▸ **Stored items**
_____

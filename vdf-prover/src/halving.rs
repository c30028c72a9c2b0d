#![forbid(unsafe_code)]

//! Pietrzak halving proof ("Simple Verifiable Delay Functions", 2018).
//!
//! A claim `{n, x, y, t, v}` asserts `y = x^(2^t) mod n` with the midpoint
//! witness `v = x^(2^⌈t/2⌉) mod n`. One halving step derives the challenge
//! `r = H(x, y, v)` and folds the two halves of the squaring chain into a
//! single claim about `⌈t/2⌉` squarings:
//!
//! ```text
//! x' = x^r * v        (mod n)
//! y' = v^r * y        (mod n)     y lifted to y^2 first when t is odd
//! t' = ⌈t/2⌉
//! v' = x'^(2^⌈t'/2⌉)  (mod n)
//! ```
//!
//! Folding repeats until `t == 1`, where `y == x^2 mod n` is checked
//! directly and no witness is needed. The resulting [`ProofChain`] has
//! `⌈log2 t⌉ + 1` claims and is a pure function of the initial claim.

use std::time::Instant;

use num_bigint::BigUint;
use num_integer::Integer;
use serde::{Deserialize, Serialize};
use tracing::{debug, info, trace};
use vdf_core::{HashAlgorithm, VdfError, VdfResult};

use crate::challenge::derive_challenge;
use crate::group::{ensure_element, ensure_modulus, square_repeatedly};

/// Proof generator state for a claim.
#[derive(Debug, Clone, Copy, PartialEq, Eq)]
pub enum ProofState {
    /// `t > 1`: another halving step follows.
    Folding,
    /// `t == 1`: terminal, checked directly.
    Base,
}

/// Immutable proof-of-exponentiation claim.
#[derive(Debug, Clone, PartialEq, Eq, Serialize, Deserialize)]
pub struct Claim {
    n: BigUint,
    x: BigUint,
    y: BigUint,
    t: u64,
    v: BigUint,
}

impl Claim {
    #[must_use]
    pub fn new(n: BigUint, x: BigUint, y: BigUint, t: u64, v: BigUint) -> Self {
        Self { n, x, y, t, v }
    }

    #[must_use]
    pub fn n(&self) -> &BigUint {
        &self.n
    }

    #[must_use]
    pub fn x(&self) -> &BigUint {
        &self.x
    }

    #[must_use]
    pub fn y(&self) -> &BigUint {
        &self.y
    }

    #[must_use]
    pub fn t(&self) -> u64 {
        self.t
    }

    #[must_use]
    pub fn v(&self) -> &BigUint {
        &self.v
    }

    #[must_use]
    pub fn state(&self) -> ProofState {
        if self.t > 1 {
            ProofState::Folding
        } else {
            ProofState::Base
        }
    }

    /// `true` iff this is a base-case claim (`t == 1`) with `y == x^2 mod n`.
    #[must_use]
    pub fn is_base_case_valid(&self) -> bool {
        self.t == 1 && self.y == (&self.x * &self.x) % &self.n
    }

    fn validate(&self) -> VdfResult<()> {
        ensure_modulus(&self.n)?;
        if self.t == 0 {
            return Err(VdfError::InvalidParameter("claim delay must be at least 1".into()));
        }
        ensure_element("x", &self.x, &self.n)?;
        ensure_element("y", &self.y, &self.n)?;
        ensure_element("v", &self.v, &self.n)
    }
}

/// `⌈t/2⌉`: odd delays round up.
#[must_use]
pub fn halve_delay(t: u64) -> u64 {
    if t.is_even() {
        t / 2
    } else {
        t / 2 + 1
    }
}

/// Number of claims in a proof chain for delay `t >= 1`: `⌈log2 t⌉ + 1`.
fn chain_len(t: u64) -> usize {
    let halvings = if t <= 1 { 0 } else { 64 - (t - 1).leading_zeros() };
    halvings as usize + 1
}

/// Ordered claims from the original instance down to the `t == 1` base case.
#[derive(Debug, Clone, PartialEq, Eq, Serialize, Deserialize)]
#[serde(transparent)]
pub struct ProofChain {
    claims: Vec<Claim>,
}

#[allow(clippy::len_without_is_empty)]
impl ProofChain {
    /// Wrap an existing claim sequence (e.g. one read back from disk).
    pub fn from_claims(claims: Vec<Claim>) -> VdfResult<Self> {
        if claims.is_empty() {
            return Err(VdfError::EmptyProofChain);
        }
        Ok(Self { claims })
    }

    #[must_use]
    pub fn claims(&self) -> &[Claim] {
        &self.claims
    }

    #[must_use]
    pub fn len(&self) -> usize {
        self.claims.len()
    }

    /// The top-level claim.
    #[must_use]
    pub fn original(&self) -> Option<&Claim> {
        self.claims.first()
    }

    /// The terminal `t == 1` claim.
    #[must_use]
    pub fn base_case(&self) -> Option<&Claim> {
        self.claims.last()
    }

    /// Witnesses of every claim except the base case, in order.
    pub fn witnesses(&self) -> impl Iterator<Item = &BigUint> + '_ {
        let folding = self.claims.len().saturating_sub(1);
        self.claims[..folding].iter().map(Claim::v)
    }

    pub fn iter(&self) -> std::slice::Iter<'_, Claim> {
        self.claims.iter()
    }

    #[must_use]
    pub fn into_claims(self) -> Vec<Claim> {
        self.claims
    }
}

impl<'a> IntoIterator for &'a ProofChain {
    type Item = &'a Claim;
    type IntoIter = std::slice::Iter<'a, Claim>;

    fn into_iter(self) -> Self::IntoIter {
        self.claims.iter()
    }
}

/// Halving proof generator bound to a challenge hash.
#[derive(Debug, Clone, Copy, Default)]
pub struct HalvingProver {
    hash: HashAlgorithm,
}

impl HalvingProver {
    #[must_use]
    pub fn new(hash: HashAlgorithm) -> Self {
        Self { hash }
    }

    #[must_use]
    pub fn hash(&self) -> HashAlgorithm {
        self.hash
    }

    /// One halving step. Fails on a base-case claim.
    pub fn fold(&self, claim: &Claim) -> VdfResult<Claim> {
        if claim.state() == ProofState::Base {
            return Err(VdfError::InvalidParameter(format!("cannot fold a claim with t = {}", claim.t)));
        }
        let n = &claim.n;

        let r = derive_challenge(self.hash, &claim.x, &claim.y, &claim.v);
        trace!(t = claim.t, challenge = %r, "derived challenge");

        // Odd t: treat the claim as t + 1 squarings ending in y^2.
        let y = if claim.t.is_odd() { (&claim.y * &claim.y) % n } else { claim.y.clone() };

        let t_half = halve_delay(claim.t);
        let x_next = (claim.x.modpow(&r, n) * &claim.v) % n;
        let y_next = (claim.v.modpow(&r, n) * y) % n;
        // Fresh exponentiation: the folded instance has a new base.
        let v_next = square_repeatedly(&x_next, n, halve_delay(t_half));

        Ok(Claim { n: n.clone(), x: x_next, y: y_next, t: t_half, v: v_next })
    }

    /// Fold `claim` down to the base case, returning every intermediate claim.
    pub fn generate(&self, claim: &Claim) -> VdfResult<ProofChain> {
        claim.validate()?;
        let start = Instant::now();

        let mut claims = Vec::with_capacity(chain_len(claim.t));
        let mut current = claim.clone();
        while current.state() == ProofState::Folding {
            let next = self.fold(&current)?;
            debug!(from = current.t, to = next.t, "halving step");
            claims.push(current);
            current = next;
        }
        claims.push(current);

        info!(
            t = claim.t,
            claims = claims.len(),
            hash = %self.hash,
            elapsed_ms = start.elapsed().as_millis() as u64,
            "halving proof complete"
        );
        Ok(ProofChain { claims })
    }
}

/// [`HalvingProver::generate`] with the default SHA3-256 challenge.
pub fn generate_proof(claim: &Claim) -> VdfResult<ProofChain> {
    HalvingProver::default().generate(claim)
}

_____

▸ **Problem details**
From top to bottom, repeat the data above without alteration.

▸ **Your response**
filename vdf-prover/src/halving.rs
repository c30028c72a9c2b0d
#![forbid(unsafe_code)]

//! Pietrzak halving proof ("Simple Verifiable Delay Functions", 2018).
//!
//! A claim `{n, x, y, t, v}` asserts `y = x^(2^t) mod n` with the midpoint
//! witness `v = x^(2^⌈t/2⌉) mod n`. One halving step derives the challenge
//! `r = H(x, y, v)` and folds the two halves of the squaring chain into a
//! single claim about `⌈t/2⌉` squarings:
//!
//! ```text
//! x' = x^r * v        (mod n)
//! y' = v^r * y        (mod n)     y lifted to y^2 first when t is odd
//! t' = ⌈t/2⌉
//! v' = x'^(2^⌈t'/2⌉)  (mod n)
//! ```
//!
//! Folding repeats until `t == 1`, where `y == x^2 mod n` is checked
//! directly and no witness is needed. The resulting [`ProofChain`] has
//! `⌈log2 t⌉ + 1` claims and is a pure function of the initial claim.

use std::time::Instant;

use num_bigint::BigUint;
use num_integer::Integer;
use serde::{Deserialize, Serialize};
use tracing::{debug, info, trace};
use vdf_core::{HashAlgorithm, VdfError, VdfResult};

use crate::challenge::derive_challenge;
use crate::group::{ensure_element, ensure_modulus, square_repeatedly};

/// Proof generator state for a claim.
#[derive(Debug, Clone, Copy, PartialEq, Eq)]
pub enum ProofState {
    /// `t > 1`: another halving step follows.
    Folding,
    /// `t == 1`: terminal, checked directly.
    Base,
}

/// Immutable proof-of-exponentiation claim.
#[derive(Debug, Clone, PartialEq, Eq, Serialize, Deserialize)]
pub struct Claim {
    n: BigUint,
    x: BigUint,
    y: BigUint,
    t: u64,
    v: BigUint,
}

impl Claim {
    #[must_use]
    pub fn new(n: BigUint, x: BigUint, y: BigUint, t: u64, v: BigUint) -> Self {
        Self { n, x, y, t, v }
    }

    #[must_use]
    pub fn n(&self) -> &BigUint {
        &self.n
    }

    #[must_use]
    pub fn x(&self) -> &BigUint {
        &self.x
    }

    #[must_use]
    pub fn y(&self) -> &BigUint {
        &self.y
    }

    #[must_use]
    pub fn t(&self) -> u64 {
        self.t
    }

    #[must_use]
    pub fn v(&self) -> &BigUint {
        &self.v
    }

    #[must_use]
    pub fn state(&self) -> ProofState {
        if self.t > 1 {
            ProofState::Folding
        } else {
            ProofState::Base
        }
    }

    /// `true` iff this is a base-case claim (`t == 1`) with `y == x^2 mod n`.
    #[must_use]
    pub fn is_base_case_valid(&self) -> bool {
        self.t == 1 && self.y == (&self.x * &self.x) % &self.n
    }

    fn validate(&self) -> VdfResult<()> {
        ensure_modulus(&self.n)?;
        if self.t == 0 {
            return Err(VdfError::InvalidParameter("claim delay must be at least 1".into()));
        }
        ensure_element("x", &self.x, &self.n)?;
        ensure_element("y", &self.y, &self.n)?;
        ensure_element("v", &self.v, &self.n)
    }
}

/// `⌈t/2⌉`: odd delays round up.
#[must_use]
pub fn halve_delay(t: u64) -> u64 {
    if t.is_even() {
        t / 2
    } else {
        t / 2 + 1
    }
}

/// Number of claims in a proof chain for delay `t >= 1`: `⌈log2 t⌉ + 1`.
fn chain_len(t: u64) -> usize {
    let halvings = if t <= 1 { 0 } else { 64 - (t - 1).leading_zeros() };
    halvings as usize + 1
}

/// Ordered claims from the original instance down to the `t == 1` base case.
#[derive(Debug, Clone, PartialEq, Eq, Serialize, Deserialize)]
#[serde(transparent)]
pub struct ProofChain {
    claims: Vec<Claim>,
}

#[allow(clippy::len_without_is_empty)]
impl ProofChain {
    /// Wrap an existing claim sequence (e.g. one read back from disk).
    pub fn from_claims(claims: Vec<Claim>) -> VdfResult<Self> {
        if claims.is_empty() {
            return Err(VdfError::EmptyProofChain);
        }
        Ok(Self { claims })
    }

    #[must_use]
    pub fn claims(&self) -> &[Claim] {
        &self.claims
    }

    #[must_use]
    pub fn len(&self) -> usize {
        self.claims.len()
    }

    /// The top-level claim.
    #[must_use]
    pub fn original(&self) -> Option<&Claim> {
        self.claims.first()
    }

    /// The terminal `t == 1` claim.
    #[must_use]
    pub fn base_case(&self) -> Option<&Claim> {
        self.claims.last()
    }

    /// Witnesses of every claim except the base case, in order.
    pub fn witnesses(&self) -> impl Iterator<Item = &BigUint> + '_ {
        let folding = self.claims.len().saturating_sub(1);
        self.claims[..folding].iter().map(Claim::v)
    }

    pub fn iter(&self) -> std::slice::Iter<'_, Claim> {
        self.claims.iter()
    }

    #[must_use]
    pub fn into_claims(self) -> Vec<Claim> {
        self.claims
    }
}

impl<'a> IntoIterator for &'a ProofChain {
    type Item = &'a Claim;
    type IntoIter = std::slice::Iter<'a, Claim>;

    fn into_iter(self) -> Self::IntoIter {
        self.claims.iter()
    }
}

/// Halving proof generator bound to a challenge hash.
#[derive(Debug, Clone, Copy, Default)]
pub struct HalvingProver {
    hash: HashAlgorithm,
}

impl HalvingProver {
    #[must_use]
    pub fn new(hash: HashAlgorithm) -> Self {
        Self { hash }
    }

    #[must_use]
    pub fn hash(&self) -> HashAlgorithm {
        self.hash
    }

    /// One halving step. Fails on a base-case claim.
    pub fn fold(&self, claim: &Claim) -> VdfResult<Claim> {
        if claim.state() == ProofState::Base {
            return Err(VdfError::InvalidParameter(format!("cannot fold a claim with t = {}", claim.t)));
        }
        let n = &claim.n;

        let r = derive_challenge(self.hash, &claim.x, &claim.y, &claim.v);
        trace!(t = claim.t, challenge = %r, "derived challenge");

        // Odd t: treat the claim as t + 1 squarings ending in y^2.
        let y = if claim.t.is_odd() { (&claim.y * &claim.y) % n } else { claim.y.clone() };

        let t_half = halve_delay(claim.t);
        let x_next = (claim.x.modpow(&r, n) * &claim.v) % n;
        let y_next = (claim.v.modpow(&r, n) * y) % n;
        // Fresh exponentiation: the folded instance has a new base.
        let v_next = square_repeatedly(&x_next, n, halve_delay(t_half));

        Ok(Claim { n: n.clone(), x: x_next, y: y_next, t: t_half, v: v_next })
    }

    /// Fold `claim` down to the base case, returning every intermediate claim.
    pub fn generate(&self, claim: &Claim) -> VdfResult<ProofChain> {
        claim.validate()?;
        let start = Instant::now();

        let mut claims = Vec::with_capacity(chain_len(claim.t));
        let mut current = claim.clone();
        while current.state() == ProofState::Folding {
            let next = self.fold(&current)?;
            debug!(from = current.t, to = next.t, "halving step");
            claims.push(current);
            current = next;
        }
        claims.push(current);

        info!(
            t = claim.t,
            claims = claims.len(),
            hash = %self.hash,
            elapsed_ms = start.elapsed().as_millis() as u64,
            "halving proof complete"
        );
        Ok(ProofChain { claims })
    }
}

/// [`HalvingProver::generate`] with the default SHA3-256 challenge.
pub fn generate_proof(claim: &Claim) -> VdfResult<ProofChain> {
    HalvingProver::default().generate(claim)
}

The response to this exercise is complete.